Driving Down the Cost of Enterprise Analytics Through a New Paradigm


Driving Down the Cost of Enterprise Analytics Through a New Paradigm

As the demand for data grows, gaining access to the best data to support data-driven decision-making is a significant expense. The methods to move and access data developed before the proliferation of computing and storage in the cloud cannot scale efficiently enough to keep up.

Legacy data access technologies weren’t designed for the cloud's always-on-and-connected real-time capability. Before the cloud, data had to be located close to the application in order for it to be analyzed. With the real-time nature of the cloud, this is no longer a requirement, but the fundamental way that data is moved, merged, and prepared for analysis has still not changed. This lack of adaptability is not only slowing down analysis; opportunities to drive down infrastructure and data engineering costs are also being missed.

In the following analysis, we will consider the costs of accessing data the traditional way using ETL and compare it to innovative approaches using federated data that take advantage of the powerful capabilities of the cloud.

ETL Costs

Calculating the exact cost of creating ETL pipelines is difficult, but we can estimate these costs by evaluating publicly available data and making some assumptions.

Building an ETL Pipeline from Scratch

Building an ETL pipeline requires significant amounts of time and resources. Multiple resources are required to create an ETL pipeline from scratch, but a data engineer performs most of the work. This highly skilled professional manually programs the scripts to extract data, transform it for analysis, and load it into the target database. According to Glassdoor, the average salary for a data engineer in the US is over $150,000 per year; if you consider the total FTE cost of benefits and expenses, this calculates to $195,000 per year or $95 an hour.

Estimates show that one to three weeks are required to code a single rudimentary ETL pipeline. Suppose we assume that the mean effort is 80 hours to build an ETL pipeline, which equates to $7600 per pipeline. These pipelines must also be maintained, which might require 20% of the original effort every year or an additional $1520 annually.
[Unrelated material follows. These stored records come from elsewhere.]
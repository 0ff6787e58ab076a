//! Async simulation orchestrator.
//!
//! [`SimulationOrchestrator`] validates requests, assigns seeds and hands
//! the CPU-bound pipeline to its [`WorkerPool`]. It keeps no per-request
//! state beyond an atomic request counter.

use super::config::{EngineConfig, DEFAULT_BASE_SEED, DEFAULT_TIMEOUT_SECS};
use super::pipeline::run_pipeline;
use super::pool::WorkerPool;
use super::request::SimulationRequest;
use super::result::SimulationResult;
use crate::error::RiskError;
use crate::rng::derive_seed;
use crate::sampler::{DistributionSampler, Sampler};
use std::sync::atomic::{AtomicU64, Ordering};
use std::sync::Arc;
use std::time::Duration;
use tracing::{error, info, warn};

/// Monte Carlo orchestrator.
///
/// Generic over the [`Sampler`] so tests can inject instrumented
/// samplers; production code uses the default [`DistributionSampler`].
///
/// # Examples
///
/// ```rust
/// use risk_engine::distribution::DistributionSpec;
/// use risk_engine::mc::{RiskFactors, SimulationOrchestrator, SimulationRequest};
///
/// # tokio::runtime::Runtime::new().unwrap().block_on(async {
/// let engine = SimulationOrchestrator::builder().worker_threads(2).build().unwrap();
///
/// let factors = RiskFactors::from_pairs([(
///     "breach_cost",
///     DistributionSpec::Lognormal { mu: 12.0, sigma: 0.5 },
/// )]).unwrap();
/// let result = engine
///     .simulate(SimulationRequest::new("breach", factors))
///     .await
///     .unwrap();
///
/// assert_eq!(result.iterations, 10_000);
/// assert!(result.annual_loss_expectancy > 0.0);
/// # });
/// ```
#[derive(Debug)]
pub struct SimulationOrchestrator<S = DistributionSampler> {
    pool: WorkerPool,
    sampler: Arc<S>,
    timeout: Duration,
    base_seed: u64,
    next_request_id: AtomicU64,
}

impl SimulationOrchestrator<DistributionSampler> {
    /// Orchestrator with default settings.
    pub fn new() -> Result<Self, RiskError> {
        Self::builder().build()
    }

    /// Orchestrator configured from an [`EngineConfig`].
    pub fn from_config(config: &EngineConfig) -> Result<Self, RiskError> {
        Self::builder().config(config).build()
    }

    /// Starts a builder with default settings.
    pub fn builder() -> SimulationOrchestratorBuilder<DistributionSampler> {
        SimulationOrchestratorBuilder::default()
    }
}

impl<S: Sampler + 'static> SimulationOrchestrator<S> {
    /// Per-request timeout.
    pub fn timeout(&self) -> Duration {
        self.timeout
    }

    /// Base seed from which request seeds are derived.
    pub fn base_seed(&self) -> u64 {
        self.base_seed
    }

    /// Worker pool size.
    pub fn worker_threads(&self) -> usize {
        self.pool.threads()
    }

    /// Validates and runs one simulation.
    ///
    /// # Errors
    ///
    /// - `RiskError::Configuration` for an invalid request, before any
    ///   sampling.
    /// - `RiskError::Timeout` if the pipeline does not finish in time.
    /// - `RiskError::Internal` for worker panics or numerical failures.
    pub async fn simulate(&self, request: SimulationRequest) -> Result<SimulationResult, RiskError> {
        let request_id = self.next_request_id.fetch_add(1, Ordering::Relaxed);
        info!(
            request_id,
            scenario = %request.scenario_name,
            iterations = request.iterations,
            factors = request.risk_factors.len(),
            "simulation request accepted"
        );

        let validated = request.validate().map_err(|err| {
            warn!(request_id, error = %err, "simulation request rejected");
            err
        })?;

        let seed = validated
            .seed()
            .unwrap_or_else(|| derive_seed(self.base_seed, request_id));
        let scenario = validated.scenario_name().to_string();
        let sampler = Arc::clone(&self.sampler);

        let outcome = self
            .pool
            .run(&scenario, self.timeout, move || {
                run_pipeline(sampler.as_ref(), validated, seed)
            })
            .await;

        match &outcome {
            Ok(result) => info!(
                request_id,
                scenario = %result.scenario_name,
                iterations = result.iterations,
                seed = result.seed,
                elapsed_secs = result.execution_time_seconds,
                "simulation completed"
            ),
            Err(err @ RiskError::Timeout { .. }) => {
                warn!(request_id, scenario = %scenario, error = %err, "simulation timed out")
            }
            Err(err) => error!(request_id, scenario = %scenario, error = %err, "simulation failed"),
        }
        outcome
    }

    /// Parses a JSON request and runs it.
    pub async fn simulate_json(&self, json: &str) -> Result<SimulationResult, RiskError> {
        let request = SimulationRequest::from_json(json).map_err(|err| {
            warn!(error = %err, "malformed simulation request");
            err
        })?;
        self.simulate(request).await
    }
}

/// Builder for [`SimulationOrchestrator`].
#[derive(Debug)]
pub struct SimulationOrchestratorBuilder<S> {
    worker_threads: usize,
    timeout: Duration,
    base_seed: u64,
    sampler: S,
}

impl Default for SimulationOrchestratorBuilder<DistributionSampler> {
    fn default() -> Self {
        Self {
            worker_threads: num_cpus::get(),
            timeout: Duration::from_secs(DEFAULT_TIMEOUT_SECS),
            base_seed: DEFAULT_BASE_SEED,
            sampler: DistributionSampler,
        }
    }
}

impl<S: Sampler + 'static> SimulationOrchestratorBuilder<S> {
    /// Takes worker count, timeout and seed from `config`.
    pub fn config(mut self, config: &EngineConfig) -> Self {
        self.worker_threads = config.worker_threads;
        self.timeout = config.timeout();
        self.base_seed = config.base_seed;
        self
    }

    /// Worker pool size.
    pub fn worker_threads(mut self, threads: usize) -> Self {
        self.worker_threads = threads;
        self
    }

    /// Per-request timeout.
    pub fn timeout(mut self, timeout: Duration) -> Self {
        self.timeout = timeout;
        self
    }

    /// Base seed.
    pub fn base_seed(mut self, seed: u64) -> Self {
        self.base_seed = seed;
        self
    }

    /// Replaces the sampler.
    pub fn sampler<T: Sampler + 'static>(self, sampler: T) -> SimulationOrchestratorBuilder<T> {
        SimulationOrchestratorBuilder {
            worker_threads: self.worker_threads,
            timeout: self.timeout,
            base_seed: self.base_seed,
            sampler,
        }
    }

    /// Builds the orchestrator and its worker pool.
    ///
    /// # Errors
    ///
    /// `RiskError::Configuration` for zero workers or a zero timeout,
    /// `RiskError::Internal` if the pool cannot be built.
    pub fn build(self) -> Result<SimulationOrchestrator<S>, RiskError> {
        if self.worker_threads == 0 {
            return Err(RiskError::configuration("worker_threads", "must be at least 1"));
        }
        if self.timeout.is_zero() {
            return Err(RiskError::configuration("timeout", "must be greater than 0"));
        }
        let pool = WorkerPool::new(self.worker_threads)?;
        info!(
            workers = pool.threads(),
            timeout_ms = self.timeout.as_millis() as u64,
            base_seed = self.base_seed,
            "simulation orchestrator ready"
        );
        Ok(SimulationOrchestrator {
            pool,
            sampler: Arc::new(self.sampler),
            timeout: self.timeout,
            base_seed: self.base_seed,
            next_request_id: AtomicU64::new(1),
        })
    }
}

#[cfg(test)]
mod tests {
    use super::*;
    use crate::mc::config::LogLevel;

    #[test]
    fn test_builder_defaults() {
        let engine = SimulationOrchestrator::builder().worker_threads(1).build().unwrap();
        assert_eq!(engine.timeout(), Duration::from_secs(30));
        assert_eq!(engine.base_seed(), 42);
        assert_eq!(engine.worker_threads(), 1);
    }

    #[test]
    fn test_from_config() {
        let config = EngineConfig {
            worker_threads: 2,
            timeout_secs: 5,
            base_seed: 99,
            log_level: LogLevel::Debug,
        };
        let engine = SimulationOrchestrator::from_config(&config).unwrap();
        assert_eq!(engine.worker_threads(), 2);
        assert_eq!(engine.timeout(), Duration::from_secs(5));
        assert_eq!(engine.base_seed(), 99);
    }

    #[test]
    fn test_builder_rejects_bad_settings() {
        let err = SimulationOrchestrator::builder().worker_threads(0).build().unwrap_err();
        assert_eq!(err.field(), Some("worker_threads"));

        let err = SimulationOrchestrator::builder()
            .timeout(Duration::ZERO)
            .build()
            .unwrap_err();
        assert_eq!(err.field(), Some("timeout"));
    }

    #[tokio::test]
    async fn test_malformed_json_is_configuration_error() {
        let engine = SimulationOrchestrator::builder().worker_threads(1).build().unwrap();
        let err = engine.simulate_json("{\"scenario_name\": 5}").await.unwrap_err();
        assert!(err.is_client_error());
        assert_eq!(err.field(), Some("request"));
    }
}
More complex ETL pipelines can take months or even years to build, costing hundreds of thousands of dollars. Simply building and testing one data connector can take six and a half weeks.

A survey conducted by Wakefield Research estimated that organizations spend $520,000 a year to build and maintain data pipelines.

No-Code ETL Platform

Coding and managing ETL pipelines from scratch can be costly, but there are tools that can streamline the process and automate some of the coding requirements. No-code platforms for building ETL pipelines can be used for less complex pipelines.

These platforms leverage automation and AI to reduce the time and skillset required to build ETL pipelines. The time to create a pipeline can be reduced to 3 days using some of the tools on the market.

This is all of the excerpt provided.